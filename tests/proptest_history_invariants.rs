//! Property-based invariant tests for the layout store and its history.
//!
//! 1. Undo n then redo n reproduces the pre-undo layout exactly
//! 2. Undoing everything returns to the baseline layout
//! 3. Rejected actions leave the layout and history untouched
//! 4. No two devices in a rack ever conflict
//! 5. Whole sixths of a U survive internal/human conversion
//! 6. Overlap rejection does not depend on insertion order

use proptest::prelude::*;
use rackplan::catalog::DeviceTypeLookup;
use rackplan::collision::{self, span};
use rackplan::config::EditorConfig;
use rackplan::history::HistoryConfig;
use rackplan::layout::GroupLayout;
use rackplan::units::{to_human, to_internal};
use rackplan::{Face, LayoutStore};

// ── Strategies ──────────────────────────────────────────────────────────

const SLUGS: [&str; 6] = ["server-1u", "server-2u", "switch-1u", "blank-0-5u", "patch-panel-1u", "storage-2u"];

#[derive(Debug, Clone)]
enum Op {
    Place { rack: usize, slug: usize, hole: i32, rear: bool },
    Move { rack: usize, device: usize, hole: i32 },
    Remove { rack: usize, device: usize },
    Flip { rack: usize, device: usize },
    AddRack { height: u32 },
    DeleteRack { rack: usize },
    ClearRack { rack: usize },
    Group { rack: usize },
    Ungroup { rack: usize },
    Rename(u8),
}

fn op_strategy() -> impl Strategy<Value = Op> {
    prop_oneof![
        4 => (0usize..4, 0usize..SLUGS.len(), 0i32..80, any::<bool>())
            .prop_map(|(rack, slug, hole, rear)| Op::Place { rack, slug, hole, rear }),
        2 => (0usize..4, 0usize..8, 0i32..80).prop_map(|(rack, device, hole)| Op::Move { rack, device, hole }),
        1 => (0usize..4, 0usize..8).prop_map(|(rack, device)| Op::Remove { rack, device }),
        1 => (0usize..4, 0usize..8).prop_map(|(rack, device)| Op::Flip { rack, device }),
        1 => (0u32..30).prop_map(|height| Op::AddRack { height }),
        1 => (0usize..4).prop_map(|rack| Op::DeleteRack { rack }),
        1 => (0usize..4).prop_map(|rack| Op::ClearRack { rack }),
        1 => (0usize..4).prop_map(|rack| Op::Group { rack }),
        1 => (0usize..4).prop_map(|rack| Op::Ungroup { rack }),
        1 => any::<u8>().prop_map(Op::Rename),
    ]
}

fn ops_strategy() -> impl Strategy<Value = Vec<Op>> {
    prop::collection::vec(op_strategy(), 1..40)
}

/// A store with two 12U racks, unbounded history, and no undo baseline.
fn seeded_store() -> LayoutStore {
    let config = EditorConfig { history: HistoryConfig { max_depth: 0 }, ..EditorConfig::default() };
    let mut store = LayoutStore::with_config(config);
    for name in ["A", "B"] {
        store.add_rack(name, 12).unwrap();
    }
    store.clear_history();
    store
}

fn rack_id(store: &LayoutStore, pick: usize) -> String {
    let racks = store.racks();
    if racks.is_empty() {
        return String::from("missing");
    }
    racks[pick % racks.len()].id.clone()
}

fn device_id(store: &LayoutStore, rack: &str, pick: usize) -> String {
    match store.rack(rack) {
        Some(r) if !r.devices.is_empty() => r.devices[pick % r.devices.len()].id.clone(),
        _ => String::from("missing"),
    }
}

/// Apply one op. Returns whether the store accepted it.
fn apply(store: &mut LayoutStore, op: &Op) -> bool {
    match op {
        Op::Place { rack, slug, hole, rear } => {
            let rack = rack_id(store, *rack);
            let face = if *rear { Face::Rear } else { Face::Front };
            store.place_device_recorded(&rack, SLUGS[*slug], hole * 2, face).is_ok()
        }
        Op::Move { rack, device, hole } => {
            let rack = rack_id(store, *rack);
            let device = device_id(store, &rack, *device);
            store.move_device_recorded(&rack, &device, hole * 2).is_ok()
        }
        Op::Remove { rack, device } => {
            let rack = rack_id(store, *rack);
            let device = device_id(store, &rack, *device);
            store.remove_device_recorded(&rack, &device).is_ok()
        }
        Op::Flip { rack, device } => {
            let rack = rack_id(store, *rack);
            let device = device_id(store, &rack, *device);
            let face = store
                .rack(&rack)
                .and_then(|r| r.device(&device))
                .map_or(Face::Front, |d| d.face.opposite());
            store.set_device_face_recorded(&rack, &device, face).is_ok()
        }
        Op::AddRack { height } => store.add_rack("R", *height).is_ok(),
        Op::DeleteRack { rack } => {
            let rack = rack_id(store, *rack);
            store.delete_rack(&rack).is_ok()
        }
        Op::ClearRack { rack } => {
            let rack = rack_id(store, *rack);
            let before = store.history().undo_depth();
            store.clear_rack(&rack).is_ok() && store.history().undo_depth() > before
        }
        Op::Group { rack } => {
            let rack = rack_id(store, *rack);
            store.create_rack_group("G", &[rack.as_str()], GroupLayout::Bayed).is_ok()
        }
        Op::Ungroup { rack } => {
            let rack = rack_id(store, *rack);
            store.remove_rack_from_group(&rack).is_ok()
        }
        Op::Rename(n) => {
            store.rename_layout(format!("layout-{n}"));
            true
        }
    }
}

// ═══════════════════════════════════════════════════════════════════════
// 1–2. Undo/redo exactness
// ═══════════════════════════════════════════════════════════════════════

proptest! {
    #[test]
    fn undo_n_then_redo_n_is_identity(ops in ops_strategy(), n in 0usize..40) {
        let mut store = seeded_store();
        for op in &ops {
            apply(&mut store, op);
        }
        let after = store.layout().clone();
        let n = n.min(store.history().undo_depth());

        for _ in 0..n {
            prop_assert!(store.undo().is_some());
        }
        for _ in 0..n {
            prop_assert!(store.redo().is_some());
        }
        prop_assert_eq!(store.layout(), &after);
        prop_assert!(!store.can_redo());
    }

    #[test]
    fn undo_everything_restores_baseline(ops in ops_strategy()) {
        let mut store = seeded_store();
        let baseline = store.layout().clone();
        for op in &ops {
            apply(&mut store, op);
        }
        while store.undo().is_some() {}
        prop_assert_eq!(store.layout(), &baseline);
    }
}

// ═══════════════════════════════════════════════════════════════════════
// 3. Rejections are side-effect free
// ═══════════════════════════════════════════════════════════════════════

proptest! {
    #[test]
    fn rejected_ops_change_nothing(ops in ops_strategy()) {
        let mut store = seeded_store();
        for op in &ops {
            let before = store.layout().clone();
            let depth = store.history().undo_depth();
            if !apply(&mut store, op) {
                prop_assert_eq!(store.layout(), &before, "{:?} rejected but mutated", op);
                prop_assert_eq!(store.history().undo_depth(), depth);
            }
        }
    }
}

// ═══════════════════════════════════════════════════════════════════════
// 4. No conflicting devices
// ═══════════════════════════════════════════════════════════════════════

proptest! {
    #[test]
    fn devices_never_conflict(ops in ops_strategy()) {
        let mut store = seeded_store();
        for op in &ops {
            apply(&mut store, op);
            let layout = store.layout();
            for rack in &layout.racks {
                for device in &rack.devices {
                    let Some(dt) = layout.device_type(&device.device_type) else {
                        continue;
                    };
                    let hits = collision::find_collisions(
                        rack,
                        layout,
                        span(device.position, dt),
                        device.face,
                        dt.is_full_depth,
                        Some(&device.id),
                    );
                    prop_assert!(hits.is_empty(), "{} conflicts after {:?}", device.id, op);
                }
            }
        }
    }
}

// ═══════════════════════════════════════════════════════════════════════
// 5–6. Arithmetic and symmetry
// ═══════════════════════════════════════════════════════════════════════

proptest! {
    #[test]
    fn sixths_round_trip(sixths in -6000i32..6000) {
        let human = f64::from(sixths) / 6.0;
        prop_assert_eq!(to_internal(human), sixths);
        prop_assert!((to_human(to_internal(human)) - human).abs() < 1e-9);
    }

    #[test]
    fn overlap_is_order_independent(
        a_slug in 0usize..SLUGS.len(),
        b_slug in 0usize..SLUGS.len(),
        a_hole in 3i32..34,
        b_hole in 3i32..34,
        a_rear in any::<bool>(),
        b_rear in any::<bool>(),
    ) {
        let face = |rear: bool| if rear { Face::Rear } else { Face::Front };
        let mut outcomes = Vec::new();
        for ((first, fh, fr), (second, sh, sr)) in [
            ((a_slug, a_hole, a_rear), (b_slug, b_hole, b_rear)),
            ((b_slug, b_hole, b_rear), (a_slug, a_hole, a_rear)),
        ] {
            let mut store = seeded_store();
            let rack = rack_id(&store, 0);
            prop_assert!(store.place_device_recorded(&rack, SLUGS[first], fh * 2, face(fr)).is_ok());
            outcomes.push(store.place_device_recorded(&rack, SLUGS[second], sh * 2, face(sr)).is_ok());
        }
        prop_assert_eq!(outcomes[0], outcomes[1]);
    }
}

——

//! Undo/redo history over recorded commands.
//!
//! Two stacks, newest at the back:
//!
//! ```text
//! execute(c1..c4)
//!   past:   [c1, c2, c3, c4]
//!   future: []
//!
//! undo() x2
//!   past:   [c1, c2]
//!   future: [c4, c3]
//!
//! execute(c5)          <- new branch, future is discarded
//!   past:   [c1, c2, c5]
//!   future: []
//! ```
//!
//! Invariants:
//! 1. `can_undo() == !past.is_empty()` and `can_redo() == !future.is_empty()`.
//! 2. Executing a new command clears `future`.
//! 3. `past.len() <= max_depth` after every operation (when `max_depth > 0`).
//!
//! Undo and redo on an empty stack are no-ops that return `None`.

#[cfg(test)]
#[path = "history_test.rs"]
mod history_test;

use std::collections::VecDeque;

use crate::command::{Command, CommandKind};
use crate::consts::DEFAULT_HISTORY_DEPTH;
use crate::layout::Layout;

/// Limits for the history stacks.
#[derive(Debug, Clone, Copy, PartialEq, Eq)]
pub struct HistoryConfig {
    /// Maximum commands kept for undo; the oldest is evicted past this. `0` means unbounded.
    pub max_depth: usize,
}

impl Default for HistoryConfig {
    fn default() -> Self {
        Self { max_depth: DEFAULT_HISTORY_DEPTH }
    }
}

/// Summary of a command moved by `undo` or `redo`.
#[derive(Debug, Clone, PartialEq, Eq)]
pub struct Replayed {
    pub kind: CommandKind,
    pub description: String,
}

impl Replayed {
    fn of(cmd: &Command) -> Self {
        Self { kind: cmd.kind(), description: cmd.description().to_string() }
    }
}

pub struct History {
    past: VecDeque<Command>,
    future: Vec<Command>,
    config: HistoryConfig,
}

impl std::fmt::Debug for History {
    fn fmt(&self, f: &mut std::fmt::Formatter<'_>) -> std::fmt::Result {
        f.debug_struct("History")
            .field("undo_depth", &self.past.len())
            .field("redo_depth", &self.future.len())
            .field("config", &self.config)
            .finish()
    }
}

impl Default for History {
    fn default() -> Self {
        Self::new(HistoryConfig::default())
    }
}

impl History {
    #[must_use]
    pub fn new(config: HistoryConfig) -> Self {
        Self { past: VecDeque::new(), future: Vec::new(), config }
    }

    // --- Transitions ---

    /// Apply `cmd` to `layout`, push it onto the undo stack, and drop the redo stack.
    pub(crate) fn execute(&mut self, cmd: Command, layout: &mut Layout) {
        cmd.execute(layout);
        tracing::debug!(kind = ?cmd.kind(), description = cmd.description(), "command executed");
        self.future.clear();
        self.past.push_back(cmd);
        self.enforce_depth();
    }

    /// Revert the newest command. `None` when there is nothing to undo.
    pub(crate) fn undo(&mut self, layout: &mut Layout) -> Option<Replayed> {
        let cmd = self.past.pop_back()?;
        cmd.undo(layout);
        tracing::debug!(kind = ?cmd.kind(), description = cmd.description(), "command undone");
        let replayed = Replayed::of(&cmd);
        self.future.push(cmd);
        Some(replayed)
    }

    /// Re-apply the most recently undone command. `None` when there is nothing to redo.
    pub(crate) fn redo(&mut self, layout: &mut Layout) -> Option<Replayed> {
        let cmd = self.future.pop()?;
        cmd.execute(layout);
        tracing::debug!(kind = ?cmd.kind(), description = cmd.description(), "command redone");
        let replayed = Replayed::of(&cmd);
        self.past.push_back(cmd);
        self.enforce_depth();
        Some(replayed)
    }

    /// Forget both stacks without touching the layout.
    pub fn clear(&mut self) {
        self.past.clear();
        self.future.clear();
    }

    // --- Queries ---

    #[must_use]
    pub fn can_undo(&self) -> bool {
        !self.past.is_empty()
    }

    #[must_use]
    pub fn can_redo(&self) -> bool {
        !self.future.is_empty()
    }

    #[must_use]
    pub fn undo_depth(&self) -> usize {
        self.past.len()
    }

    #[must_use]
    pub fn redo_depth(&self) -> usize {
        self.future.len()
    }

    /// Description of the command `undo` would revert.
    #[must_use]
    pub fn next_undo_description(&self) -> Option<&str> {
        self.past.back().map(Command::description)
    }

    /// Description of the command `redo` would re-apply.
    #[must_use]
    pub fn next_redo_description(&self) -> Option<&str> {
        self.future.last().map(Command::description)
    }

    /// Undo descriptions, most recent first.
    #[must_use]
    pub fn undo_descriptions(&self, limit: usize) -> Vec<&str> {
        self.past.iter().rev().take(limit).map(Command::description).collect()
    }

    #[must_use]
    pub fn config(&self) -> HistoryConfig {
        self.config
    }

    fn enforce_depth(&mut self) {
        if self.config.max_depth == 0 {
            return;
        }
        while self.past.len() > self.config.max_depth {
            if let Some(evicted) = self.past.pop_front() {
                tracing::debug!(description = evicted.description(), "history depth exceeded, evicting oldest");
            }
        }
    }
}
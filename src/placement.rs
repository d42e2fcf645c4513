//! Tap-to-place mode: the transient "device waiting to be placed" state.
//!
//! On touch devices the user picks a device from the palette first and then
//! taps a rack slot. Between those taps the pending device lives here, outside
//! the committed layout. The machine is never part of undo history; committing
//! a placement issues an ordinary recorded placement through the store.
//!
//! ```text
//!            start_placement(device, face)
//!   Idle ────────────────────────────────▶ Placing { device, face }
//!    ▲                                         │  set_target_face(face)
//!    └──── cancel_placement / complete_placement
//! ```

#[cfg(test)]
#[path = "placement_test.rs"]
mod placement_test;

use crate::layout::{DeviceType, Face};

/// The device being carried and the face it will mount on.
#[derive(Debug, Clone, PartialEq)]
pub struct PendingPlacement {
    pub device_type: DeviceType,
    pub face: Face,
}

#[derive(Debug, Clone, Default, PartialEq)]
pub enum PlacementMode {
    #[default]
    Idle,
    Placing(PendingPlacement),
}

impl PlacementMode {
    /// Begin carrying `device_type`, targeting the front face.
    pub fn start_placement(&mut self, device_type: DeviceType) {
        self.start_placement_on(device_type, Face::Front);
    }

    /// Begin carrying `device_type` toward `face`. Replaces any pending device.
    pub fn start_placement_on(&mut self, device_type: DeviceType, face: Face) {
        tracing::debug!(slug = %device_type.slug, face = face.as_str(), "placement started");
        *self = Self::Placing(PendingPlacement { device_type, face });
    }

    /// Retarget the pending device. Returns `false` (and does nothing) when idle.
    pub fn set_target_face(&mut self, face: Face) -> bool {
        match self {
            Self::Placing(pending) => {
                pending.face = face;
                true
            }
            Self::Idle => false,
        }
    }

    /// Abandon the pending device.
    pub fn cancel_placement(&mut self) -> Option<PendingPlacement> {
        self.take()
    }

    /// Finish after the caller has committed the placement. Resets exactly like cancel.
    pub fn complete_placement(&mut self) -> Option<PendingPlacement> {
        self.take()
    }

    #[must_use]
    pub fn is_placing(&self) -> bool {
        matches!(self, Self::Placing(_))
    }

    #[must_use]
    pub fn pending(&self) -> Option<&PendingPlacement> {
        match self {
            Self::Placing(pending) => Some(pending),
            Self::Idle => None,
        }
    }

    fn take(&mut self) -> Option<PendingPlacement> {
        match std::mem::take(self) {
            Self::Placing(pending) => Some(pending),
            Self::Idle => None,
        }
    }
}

——

* Your task *
Take from the listing every line in which the word "false" appears.

* Finished task *
    /// Retarget the pending device. Returns `false` (and does nothing) when idle.
            Self::Idle => false,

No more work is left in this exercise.